A message from the Archdeacons and Bishop of the Diocese of St. Asaph

Dear Colleagues,

I cannot help but feel that this year we are being given a profound insight into the Easter story. We are learning once again what it is to be powerless, when forces beyond our control shape our lives. And just like the disciples on Good Friday, we are learning what it is to be spectators, of or participants in, a story that is not of our choosing.

Like many of you, I have been deeply moved by the fear and  loss that some families are experiencing. I have also been humbled by the courage and generosity of so many who are putting themselves in harms way to keep our services, shops, pharmacies, surgeries and hospitals going.

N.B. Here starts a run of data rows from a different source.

//! Strongly-typed identifiers used across the runtime.

use core::str::FromStr;
use serde::{Deserialize, Serialize};
use uuid::Uuid;

use crate::error::DomainError;

/// Identifier of a persistent entity instance (e.g. `"cart-1"`).
///
/// Entity ids are opaque, non-empty strings. The tag of every event an entity
/// emits is derived from this value, so it must be stable for the entity's
/// lifetime.
#[derive(Debug, Clone, PartialEq, Eq, PartialOrd, Ord, Hash, Serialize, Deserialize)]
#[serde(try_from = "String", into = "String")]
pub struct EntityId(String);

impl EntityId {
    pub fn new(id: impl Into<String>) -> Result<Self, DomainError> {
        let id = id.into();
        if id.is_empty() {
            return Err(DomainError::invalid_id("EntityId: must not be empty"));
        }
        Ok(Self(id))
    }

    pub fn as_str(&self) -> &str {
        &self.0
    }

    pub fn into_inner(self) -> String {
        self.0
    }
}

impl core::fmt::Display for EntityId {
    fn fmt(&self, f: &mut core::fmt::Formatter<'_>) -> core::fmt::Result {
        f.write_str(&self.0)
    }
}

impl FromStr for EntityId {
    type Err = DomainError;

    fn from_str(s: &str) -> Result<Self, Self::Err> {
        Self::new(s)
    }
}

impl TryFrom<String> for EntityId {
    type Error = DomainError;

    fn try_from(value: String) -> Result<Self, Self::Error> {
        Self::new(value)
    }
}

impl From<EntityId> for String {
    fn from(value: EntityId) -> Self {
        value.0
    }
}

impl AsRef<str> for EntityId {
    fn as_ref(&self) -> &str {
        &self.0
    }
}

/// Identifier of a single persisted event.
#[derive(Debug, Copy, Clone, PartialEq, Eq, PartialOrd, Ord, Hash, Serialize, Deserialize)]
#[serde(transparent)]
pub struct EventId(Uuid);

macro_rules! impl_uuid_newtype {
    ($t:ty, $name:literal) => {
        impl $t {
            /// Create a new identifier.
            ///
            /// Uses UUIDv7 (time-ordered).
            pub fn new() -> Self {
                Self(Uuid::now_v7())
            }

            pub fn from_uuid(uuid: Uuid) -> Self {
                Self(uuid)
            }

            pub fn as_uuid(&self) -> &Uuid {
                &self.0
            }
        }

        impl Default for $t {
            fn default() -> Self {
                Self::new()
            }
        }

        impl core::fmt::Display for $t {
            fn fmt(&self, f: &mut core::fmt::Formatter<'_>) -> core::fmt::Result {
                core::fmt::Display::fmt(&self.0, f)
            }
        }

        impl From<Uuid> for $t {
            fn from(value: Uuid) -> Self {
                Self(value)
            }
        }

        impl From<$t> for Uuid {
            fn from(value: $t) -> Self {
                value.0
            }
        }

        impl FromStr for $t {
            type Err = DomainError;

            fn from_str(s: &str) -> Result<Self, Self::Err> {
                let uuid = Uuid::from_str(s)
                    .map_err(|e| DomainError::invalid_id(format!("{}: {}", $name, e)))?;
                Ok(Self(uuid))
            }
        }
    };
}

impl_uuid_newtype!(EventId, "EventId");
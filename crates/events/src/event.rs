use serde::Serialize;
use serde::de::DeserializeOwned;

use keel_core::Kind;

use crate::tag::AggregateEventTagger;

/// An event emitted by a persistent entity.
///
/// Events are:
/// - **immutable** (treat them as facts)
/// - **versioned** (schema evolution)
/// - **tagged**: every event of an entity lands in the same tag, chosen by
///   [`Event::aggregate_tagger`] from the entity id
pub trait Event:
    Kind + Clone + core::fmt::Debug + Send + Sync + Serialize + DeserializeOwned + 'static
{
    /// How events of this type are partitioned into tags.
    fn aggregate_tagger() -> AggregateEventTagger;

    /// Schema version for this event type.
    fn version(&self) -> u32 {
        1
    }
}
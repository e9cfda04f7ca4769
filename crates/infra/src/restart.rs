//! Restart policy for failed tag streams.

use std::time::Duration;

use serde::{Deserialize, Serialize};

/// Exponential backoff between `min` and `max`.
///
/// A failed projection or topic stream is restarted from its last committed
/// offset after `delay_for_attempt(n)`, where `n` counts consecutive failures.
#[derive(Debug, Clone, Copy, PartialEq, Serialize, Deserialize)]
pub struct RestartBackoff {
    pub min: Duration,
    pub max: Duration,
    /// Jitter factor (0.0-1.0).
    pub jitter: f64,
}

impl Default for RestartBackoff {
    fn default() -> Self {
        Self {
            min: Duration::from_secs(3),
            max: Duration::from_secs(30),
            jitter: 0.2,
        }
    }
}

impl RestartBackoff {
    pub fn new(min: Duration, max: Duration) -> Self {
        Self {
            min,
            max,
            ..Default::default()
        }
    }

    /// A fixed delay with no growth, handy in tests.
    pub fn fixed(delay: Duration) -> Self {
        Self {
            min: delay,
            max: delay,
            jitter: 0.0,
        }
    }

    pub fn with_jitter(mut self, jitter: f64) -> Self {
        self.jitter = jitter.clamp(0.0, 1.0);
        self
    }

    /// Delay before restart number `attempt` (1-indexed).
    pub fn delay_for_attempt(&self, attempt: u32) -> Duration {
        if attempt == 0 {
            return Duration::ZERO;
        }

        let min_ms = self.min.as_millis() as f64;
        let max_ms = self.max.as_millis() as f64;
        let exp = 2_f64.powi(attempt.saturating_sub(1).min(30) as i32);
        let delay_ms = (min_ms * exp).min(max_ms);

        // Deterministic spread so co-failing streams don't restart in lockstep.
        let jitter_range = delay_ms * self.jitter;
        let jitter = if jitter_range > 0.0 {
            let pseudo_random = ((attempt as f64 * 17.0) % 100.0) / 100.0;
            jitter_range * pseudo_random
        } else {
            0.0
        };

        Duration::from_millis((delay_ms + jitter).min(max_ms.max(min_ms)) as u64)
    }
}
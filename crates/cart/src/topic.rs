//! Public cart topic.
//!
//! The message schema is separate from [`CartEvent`] so the two can evolve
//! independently; only checkouts are published.

use serde::{Deserialize, Serialize};

use keel_events::EventEnvelope;

use crate::cart::CartEvent;

pub const TOPIC_ID: &str = "shopping-cart-checkouts";

#[derive(Debug, Clone, PartialEq, Eq, Serialize, Deserialize)]
#[serde(rename_all = "camelCase")]
pub struct CartMessage {
    pub cart_id: String,
    /// RFC 3339 timestamp of the checkout event.
    pub checked_out_at: String,
}

pub fn translate(envelope: &EventEnvelope<CartEvent>) -> Option<CartMessage> {
    match envelope.payload() {
        CartEvent::CheckedOut => Some(CartMessage {
            cart_id: envelope.entity_id().to_string(),
            checked_out_at: envelope.timestamp().to_rfc3339(),
        }),
        CartEvent::ItemUpdated { .. } => None,
    }
}
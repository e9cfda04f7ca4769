use std::collections::VecDeque;
use std::sync::Arc;
use std::time::Duration;

use futures_util::stream::{self, BoxStream, StreamExt};

use keel_events::{AggregateEventTag, Offset};

use super::r#trait::{EventLog, EventLogError, StoredEvent};

/// Live stream of one tag's events.
pub type TagStream = BoxStream<'static, Result<StoredEvent, EventLogError>>;

struct Cursor {
    log: Arc<dyn EventLog>,
    tag: AggregateEventTag,
    after: Offset,
    buffer: VecDeque<StoredEvent>,
    poll_interval: Duration,
    page_size: usize,
    failed: bool,
}

/// Stream the events of `tag` strictly after `from`, forever.
///
/// Reads pages of `page_size` and, once caught up, polls every
/// `poll_interval`. The first read error is yielded and ends the stream; the
/// caller restarts from its last committed offset.
pub fn event_stream(
    log: Arc<dyn EventLog>,
    tag: AggregateEventTag,
    from: Offset,
    poll_interval: Duration,
    page_size: usize,
) -> TagStream {
    let cursor = Cursor {
        log,
        tag,
        after: from,
        buffer: VecDeque::new(),
        poll_interval,
        page_size: page_size.max(1),
        failed: false,
    };

    stream::unfold(cursor, |mut cursor| async move {
        loop {
            if cursor.failed {
                return None;
            }
            if let Some(event) = cursor.buffer.pop_front() {
                cursor.after = event.offset;
                return Some((Ok(event), cursor));
            }
            match cursor
                .log
                .events_by_tag(&cursor.tag, cursor.after, cursor.page_size)
                .await
            {
                Ok(page) if page.is_empty() => tokio::time::sleep(cursor.poll_interval).await,
                Ok(page) => cursor.buffer.extend(page),
                Err(err) => {
                    cursor.failed = true;
                    return Some((Err(err), cursor));
                }
            }
        }
    })
    .boxed()
}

Maybe this is a glimpse into the realities of the kingdom of God, where those who appear to be the least are actually the most important.

We are also experiencing something of the isolation and trepidation that the disciples felt in the long hours after good Friday, when their hopes and dreams appeared to be shattered and they had no idea what the future would hold in the days or weeks that followed.

In many ways I am reminded of this time last year when I watched helplessly while Notre Dame burned. Except this time, the loss is much more profound and personal.

For many of us this Easter will be unlike any we have previously experienced. Not only because we will not have the joy of sharing with our congregations or wider families. But also because as a society, we know that it will be some time before we can move past our own Good Friday and find the hope, energy and possibilities that will come with a different kind of resurrection.

Easter Sunday transformed a small group of people, who in turn started a movement that changed the world. I hope and pray that as we go beyond our current situation, enough of us will also be transformed that we can make a similar difference.

Each year Christians throughout the world share in those ancient and profound words Alleluia Christ is Risen. He is risen indeed Alleluia. This year, as we face a global pandemic, I pray for the time when people throughout the world will utter fresh words of hope and thankfulness. And I also pray that our shared experience and shared joy will somehow bring us together.

With thoughts, prayers and best wishes for Holy Week and Easter.

Barry, Andy, John and Bishop Gregory.